腹部症状で発症し急激な経過をたどり死亡した血球貪食症候群の1例

抄録

A 52-year-old woman with abdominal symptoms associated with severe ascites and splenomegaly developed dyspnea and consciousness disorder and was transferred from another hospital. On admission, her platelet count was very low, her clotting function had failed, and she had developed disseminated intravascular coagulation (DIC). We treated DIC symptomatically while searching for the etiology. When the patient's renal failure, dyspnea, and bleeding diathesis rapidly worsened, she developed multiple organ failure. Circulatory maintenance by continuous hemodiafiltration succeeded only temporary and she died on hospital day 5. Autopsy showed that hemophagocytic histiocytes had infiltrated organs and blood vessels throughout the body, and the final diagnosis was hemophagocytic syndrome secondary to Epstein-Barr virus associated with peripheral T-cell lymphoma (lymphoma-associated HPS: LAHS), based on immunostaining results.

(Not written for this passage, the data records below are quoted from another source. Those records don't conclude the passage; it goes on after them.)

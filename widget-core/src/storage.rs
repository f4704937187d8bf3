//! Persistent key/value storage for user preferences.
//!
//! The widget only ever stores two keys, theme and unit. Storage is injected
//! as an `Arc<dyn PreferenceStore>` so several widgets can share one store.

use anyhow::{Context, Result, anyhow};
use directories::ProjectDirs;
use parking_lot::Mutex;
use std::{
    collections::{BTreeMap, HashMap},
    fmt::Debug,
    fs,
    path::{Path, PathBuf},
    str::FromStr,
};

pub const THEME_KEY: &str = "city-weather.theme";
pub const UNIT_KEY: &str = "city-weather.unit";

pub trait PreferenceStore: Send + Sync + Debug {
    fn get(&self, key: &str) -> Option<String>;
    fn set(&self, key: &str, value: &str) -> Result<()>;
}

/// Read and parse a preference. Absent and malformed values both yield `None`.
pub fn load_preference<T: FromStr>(store: &dyn PreferenceStore, key: &str) -> Option<T>
where
    T::Err: std::fmt::Display,
{
    let raw = store.get(key)?;
    match raw.parse() {
        Ok(value) => Some(value),
        Err(e) => {
            tracing::debug!("Ignoring stored preference {key}: {e}");
            None
        }
    }
}

/// Store that lives only as long as the process.
#[derive(Debug, Default)]
pub struct MemoryStore {
    values: Mutex<HashMap<String, String>>,
}

impl MemoryStore {
    pub fn new() -> Self {
        Self::default()
    }

    pub fn with_values<'a>(values: impl IntoIterator<Item = (&'a str, &'a str)>) -> Self {
        let values = values
            .into_iter()
            .map(|(k, v)| (k.to_string(), v.to_string()))
            .collect();
        Self {
            values: Mutex::new(values),
        }
    }
}

impl PreferenceStore for MemoryStore {
    fn get(&self, key: &str) -> Option<String> {
        self.values.lock().get(key).cloned()
    }

    fn set(&self, key: &str, value: &str) -> Result<()> {
        self.values.lock().insert(key.to_string(), value.to_string());
        Ok(())
    }
}

/// TOML-backed store. The whole file is rewritten on every `set`.
#[derive(Debug)]
pub struct FileStore {
    path: PathBuf,
    values: Mutex<BTreeMap<String, String>>,
}

impl FileStore {
    /// Open the store at `path`. A missing or unreadable file starts empty.
    pub fn open(path: impl Into<PathBuf>) -> Self {
        let path = path.into();
        let values = match read_values(&path) {
            Ok(values) => values,
            Err(e) => {
                tracing::warn!("Starting with empty preferences: {e:#}");
                BTreeMap::new()
            }
        };

        Self {
            path,
            values: Mutex::new(values),
        }
    }

    /// Open the store in the platform data directory.
    pub fn open_default() -> Result<Self> {
        Ok(Self::open(Self::default_path()?))
    }

    pub fn default_path() -> Result<PathBuf> {
        let dirs = ProjectDirs::from("dev", "city-weather", "city-weather")
            .ok_or_else(|| anyhow!("Could not determine platform data directory"))?;

        Ok(dirs.data_dir().join("preferences.toml"))
    }

    pub fn path(&self) -> &Path {
        &self.path
    }
}

fn read_values(path: &Path) -> Result<BTreeMap<String, String>> {
    if !path.exists() {
        return Ok(BTreeMap::new());
    }

    let contents = fs::read_to_string(path)
        .with_context(|| format!("Failed to read preferences file: {}", path.display()))?;

    toml::from_str(&contents)
        .with_context(|| format!("Failed to parse preferences file: {}", path.display()))
}

impl PreferenceStore for FileStore {
    fn get(&self, key: &str) -> Option<String> {
        self.values.lock().get(key).cloned()
    }

    fn set(&self, key: &str, value: &str) -> Result<()> {
        let mut values = self.values.lock();
        values.insert(key.to_string(), value.to_string());

        if let Some(parent) = self.path.parent() {
            fs::create_dir_all(parent).with_context(|| {
                format!("Failed to create preferences directory: {}", parent.display())
            })?;
        }

        let toml = toml::to_string_pretty(&*values).context("Failed to serialize preferences")?;

        fs::write(&self.path, toml)
            .with_context(|| format!("Failed to write preferences file: {}", self.path.display()))
    }
}

#[cfg(test)]
mod tests {
    use super::*;
    use crate::model::{Theme, Unit};

    #[test]
    fn memory_store_get_set() {
        let store = MemoryStore::new();
        assert_eq!(store.get(THEME_KEY), None);

        store.set(THEME_KEY, "dark").unwrap();
        assert_eq!(store.get(THEME_KEY).as_deref(), Some("dark"));
    }

    #[test]
    fn load_preference_treats_malformed_as_absent() {
        let store = MemoryStore::with_values([(THEME_KEY, "purple"), (UNIT_KEY, "imperial")]);

        assert_eq!(load_preference::<Theme>(&store, THEME_KEY), None);
        assert_eq!(load_preference::<Unit>(&store, UNIT_KEY), Some(Unit::Imperial));
        assert_eq!(load_preference::<Unit>(&store, "missing"), None);
    }

    #[test]
    fn file_store_persists_across_opens() {
        let dir = tempfile::tempdir().unwrap();
        let path = dir.path().join("nested").join("preferences.toml");

        let store = FileStore::open(&path);
        assert_eq!(store.get(UNIT_KEY), None);
        store.set(UNIT_KEY, "imperial").unwrap();
        store.set(THEME_KEY, "dark").unwrap();

        let reopened = FileStore::open(&path);
        assert_eq!(reopened.get(UNIT_KEY).as_deref(), Some("imperial"));
        assert_eq!(reopened.get(THEME_KEY).as_deref(), Some("dark"));
    }

    #[test]
    fn file_store_ignores_corrupt_file() {
        let dir = tempfile::tempdir().unwrap();
        let path = dir.path().join("preferences.toml");
        fs::write(&path, "this is = = not toml").unwrap();

        let store = FileStore::open(&path);
        assert_eq!(store.get(THEME_KEY), None);

        store.set(THEME_KEY, "light").unwrap();
        assert_eq!(FileStore::open(&path).get(THEME_KEY).as_deref(), Some("light"));
    }
}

Severe cases of LAHS pursue a fulminant course, often leading to death. HPS must be kept in mind in the differential diagnosis of treatmentresistant cases giving rise to fever of unknown origin, pancytopenia, and splenomegaly. Determining the cause of HPS and conducting adequate chemotherapy immediately after diagnosis are vital to saving the patient's life.